NexoIdentifier is a simple POJO:

class NexoIdentifier {
abstract val partialSerialID: String
abstract val id: String
abstract val countryAndManufacturer: String
}

So how can i make the relations using Room? Is it even possible to make the LocationEvent entity as once? So for example i want to be able to fetch LocationEvent with all of this list that are nested inside. Or maybe there is another way to do this? Also don't know exactly how to model those 2 maps inside LocationEvents - DeviceFirstSeenDates, and HighestScores - as two separate Entities with relation to others? But how exactly? I will really appreciate help in this example, I am really stuck

UPDATE

@Entity(tableName = "location_events")
data class LocationEvents(
    @PrimaryKey(autoGenerate = true)
                 val id: Long = 0,
    @Embedded(prefix = "device") val mDeviceFirstSeenDates: Map<NexoIdentifier, Date> = HashMap(),
    @Embedded(prefix = "events") val mGeoEvents: ArrayDeque<LocationGeoEvent> = ArrayDeque(),
    val mRSSIEvents: ArrayDeque<LocationRSSIEvent> = ArrayDeque(),
    val mHighestScores: Map<NexoIdentifier, ScoredLocationEvent> = HashMap()
                 ) {
constructor() : this(0L, hashMapOf<NexoIdentifier, Date>(),
        ArrayDeque(), ArrayDeque(), hashMapOf<NexoIdentifier, ScoredLocationEvent>()
)

}

Error:error: Entities and Pojos must have a usable public constructor. You can have an empty constructor or a constructor whose parameters match the fields (by name and type).

You can either use Embedded. If you have same names of your variables you want to use prefix.

Example:

public class LocationEvents {

@Embedded(prefix="device") private Map<NexoIdentifier, Date> mDeviceFirstSeenDates;
@Embedded(prefix="events") private ArrayDeque<LocationGeoEvent> mGeoEvents;
private ArrayDeque<LocationRSSIEvent> mRSSIEvents;
private Map<NexoIdentifier, ScoredLocationEvent> mHighestScores;
}

Or you write a Converter for that.

Example:

public class DBConverters {
@TypeConverter
public static mapToString(Map<NexoIdentifier, Date value) {
    return value == null ? null : Gson.toJson(value);
}

@TypeConverter
public static Map<NexoIdentifier, Date> fromMap(String value) {
    return value == null ? null : Gson.fromJson(value, ...);
}
}

And annotate your Converter in your DB class

@TypeConverters(DBConverters::class)
abstract class YourDb : RoomDatabase() { }

Update (after your code update):

The warning means that you need at least one useable constructor. To solve that and still allow "data" classes you need to use ignore annotation and take care that you dont have any nullable values.

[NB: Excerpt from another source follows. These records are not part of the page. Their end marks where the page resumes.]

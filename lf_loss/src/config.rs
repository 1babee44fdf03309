//! Serializable loss configuration.
//!
//! A [`LossConfig`] names a variant and its parameters. Omitted fields take
//! the variant's documented default, so `{"type": "huber"}` is a Huber loss
//! with `delta = 1` and mean reduction.

use lf_tensor::prelude::*;
use serde::{Deserialize, Serialize};

use crate::classification::{
    CrossEntropyError, DiceLoss, HingeEmbeddingLoss, SigmoidCrossEntropyError, SoftMarginLoss,
};
use crate::distribution::{EarthMoverDistance, KlDivergence, PoissonNllLoss};
use crate::loss::Loss;
use crate::ranking::{CosineEmbeddingLoss, MarginRankingLoss, RankingGradient};
use crate::reconstruction::{BernoulliNll, ReconstructionLoss};
use crate::reduction::Reduction;
use crate::regression::{
    HuberLoss, LogCoshLoss, MeanAbsoluteError, MeanAbsolutePercentageError, MeanBiasError,
    MeanSquaredError, MeanSquaredLogError,
};

fn sum() -> Reduction {
    Reduction::Sum
}

fn one() -> f64 {
    1.0
}

fn yes() -> bool {
    true
}

fn ce_epsilon() -> f64 {
    1e-10
}

fn poisson_epsilon() -> f64 {
    1e-8
}

fn bernoulli() -> Box<LossConfig> {
    Box::new(LossConfig::BernoulliNll {
        epsilon: ce_epsilon(),
        reduction: Reduction::Sum,
    })
}

/// Every configurable loss, tagged by `type`.
#[derive(Clone, Debug, PartialEq, Serialize, Deserialize)]
#[serde(tag = "type", rename_all = "snake_case")]
pub enum LossConfig {
    Mse {
        #[serde(default)]
        reduction: Reduction,
    },
    #[serde(alias = "l1")]
    Mae {
        #[serde(default)]
        reduction: Reduction,
    },
    Msle {
        #[serde(default)]
        reduction: Reduction,
    },
    Mbe {
        #[serde(default)]
        reduction: Reduction,
    },
    Mape,
    Huber {
        #[serde(default = "one")]
        delta: f64,
        #[serde(default)]
        reduction: Reduction,
    },
    LogCosh {
        #[serde(default = "one")]
        smoothing: f64,
        #[serde(default = "sum")]
        reduction: Reduction,
    },
    CrossEntropy {
        #[serde(default = "ce_epsilon")]
        epsilon: f64,
        #[serde(default = "sum")]
        reduction: Reduction,
    },
    SigmoidCrossEntropy {
        #[serde(default = "sum")]
        reduction: Reduction,
    },
    PoissonNll {
        #[serde(default = "yes")]
        log_input: bool,
        #[serde(default)]
        full: bool,
        #[serde(default = "poisson_epsilon")]
        epsilon: f64,
        #[serde(default)]
        reduction: Reduction,
    },
    KlDivergence {
        #[serde(default)]
        take_mean: bool,
    },
    Dice {
        #[serde(default = "one")]
        smooth: f64,
    },
    EarthMover {
        #[serde(default)]
        reduction: Reduction,
    },
    HingeEmbedding {
        #[serde(default = "one")]
        margin: f64,
        #[serde(default)]
        reduction: Reduction,
    },
    SoftMargin {
        #[serde(default = "sum")]
        reduction: Reduction,
    },
    CosineEmbedding {
        #[serde(default)]
        margin: f64,
        #[serde(default = "yes")]
        similarity: bool,
        #[serde(default)]
        take_mean: bool,
    },
    MarginRanking {
        #[serde(default = "one")]
        margin: f64,
        #[serde(default)]
        reduction: Reduction,
        #[serde(default)]
        gradient: RankingGradient,
    },
    BernoulliNll {
        #[serde(default = "ce_epsilon")]
        epsilon: f64,
        #[serde(default = "sum")]
        reduction: Reduction,
    },
    Reconstruction {
        #[serde(default = "bernoulli")]
        inner: Box<LossConfig>,
        #[serde(default)]
        latent_size: usize,
        #[serde(default = "one")]
        kl_weight: f64,
    },
}

impl Default for LossConfig {
    fn default() -> Self {
        LossConfig::Mse {
            reduction: Reduction::Mean,
        }
    }
}

impl LossConfig {
    /// Validate the parameters and construct the loss.
    pub fn build<B: Backend>(&self) -> Result<Box<dyn Loss<B>>> {
        let loss: Box<dyn Loss<B>> = match *self {
            LossConfig::Mse { reduction } => Box::new(MeanSquaredError::new(reduction)),
            LossConfig::Mae { reduction } => Box::new(MeanAbsoluteError::new(reduction)),
            LossConfig::Msle { reduction } => Box::new(MeanSquaredLogError::new(reduction)),
            LossConfig::Mbe { reduction } => Box::new(MeanBiasError::new(reduction)),
            LossConfig::Mape => Box::new(MeanAbsolutePercentageError::new()),
            LossConfig::Huber { delta, reduction } => Box::new(HuberLoss::new(delta, reduction)?),
            LossConfig::LogCosh {
                smoothing,
                reduction,
            } => Box::new(LogCoshLoss::new(smoothing, reduction)?),
            LossConfig::CrossEntropy { epsilon, reduction } => {
                Box::new(CrossEntropyError::new(epsilon, reduction)?)
            }
            LossConfig::SigmoidCrossEntropy { reduction } => {
                Box::new(SigmoidCrossEntropyError::new(reduction))
            }
            LossConfig::PoissonNll {
                log_input,
                full,
                epsilon,
                reduction,
            } => Box::new(PoissonNllLoss::new(log_input, full, epsilon, reduction)?),
            LossConfig::KlDivergence { take_mean } => Box::new(KlDivergence::new(take_mean)),
            LossConfig::Dice { smooth } => Box::new(DiceLoss::new(smooth)?),
            LossConfig::EarthMover { reduction } => Box::new(EarthMoverDistance::new(reduction)),
            LossConfig::HingeEmbedding { margin, reduction } => {
                Box::new(HingeEmbeddingLoss::new(margin, reduction)?)
            }
            LossConfig::SoftMargin { reduction } => Box::new(SoftMarginLoss::new(reduction)),
            LossConfig::CosineEmbedding {
                margin,
                similarity,
                take_mean,
            } => Box::new(CosineEmbeddingLoss::new(margin, similarity, take_mean)?),
            LossConfig::MarginRanking {
                margin,
                reduction,
                gradient,
            } => Box::new(MarginRankingLoss::new(margin, reduction)?.with_gradient(gradient)),
            LossConfig::BernoulliNll { epsilon, reduction } => {
                Box::new(BernoulliNll::new(epsilon, reduction)?)
            }
            LossConfig::Reconstruction {
                ref inner,
                latent_size,
                kl_weight,
            } => Box::new(ReconstructionLoss::new(
                inner.build::<B>()?,
                latent_size,
                kl_weight,
            )?),
        };
        Ok(loss)
    }
}

#[cfg(test)]
mod tests {
    use super::*;
    use lf_backend_cpu::CpuBackend;

    #[test]
    fn test_default_builds_mse() {
        let loss = LossConfig::default().build::<CpuBackend>().unwrap();
        assert_eq!(loss.name(), "mse");
    }

    #[test]
    fn test_invalid_parameters_fail_at_build() {
        let config = LossConfig::Huber {
            delta: -1.0,
            reduction: Reduction::Mean,
        };
        assert!(matches!(
            config.build::<CpuBackend>(),
            Err(Error::InvalidConfiguration { op: "huber", .. })
        ));

        let nested = LossConfig::Reconstruction {
            inner: Box::new(LossConfig::Dice { smooth: -1.0 }),
            latent_size: 1,
            kl_weight: 1.0,
        };
        assert!(nested.build::<CpuBackend>().is_err());
    }

    #[test]
    fn test_reconstruction_wraps_built_inner() {
        let config = LossConfig::Reconstruction {
            inner: bernoulli(),
            latent_size: 0,
            kl_weight: 1.0,
        };
        let loss = config.build::<CpuBackend>().unwrap();
        assert_eq!(loss.name(), "reconstruction");

        let p = Tensor::<CpuBackend>::zeros([2]);
        let y = Tensor::<CpuBackend>::ones([2]);
        let expected = bernoulli().build::<CpuBackend>().unwrap().forward(&p, &y).unwrap();
        assert_eq!(loss.forward(&p, &y).unwrap(), expected);
    }
}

@Ignore constructor() : this(0L, hashMapOf<NexoIdentifier, Date>(),
        ArrayDeque(), ArrayDeque(), hashMapOf<NexoIdentifier, ScoredLocationEvent>()

That will make sure that Room uses your constructor used in the header of your class.

Room itself has no "real" relationships , but you can create a "dummy class" which holds relationships. Room supports ForeignKey which let you define a behaviour if a relationship gets updated or deleted. Take care that you can only use embedded for other classes. If there are unknown types like your HashMap you'r going to write a converter.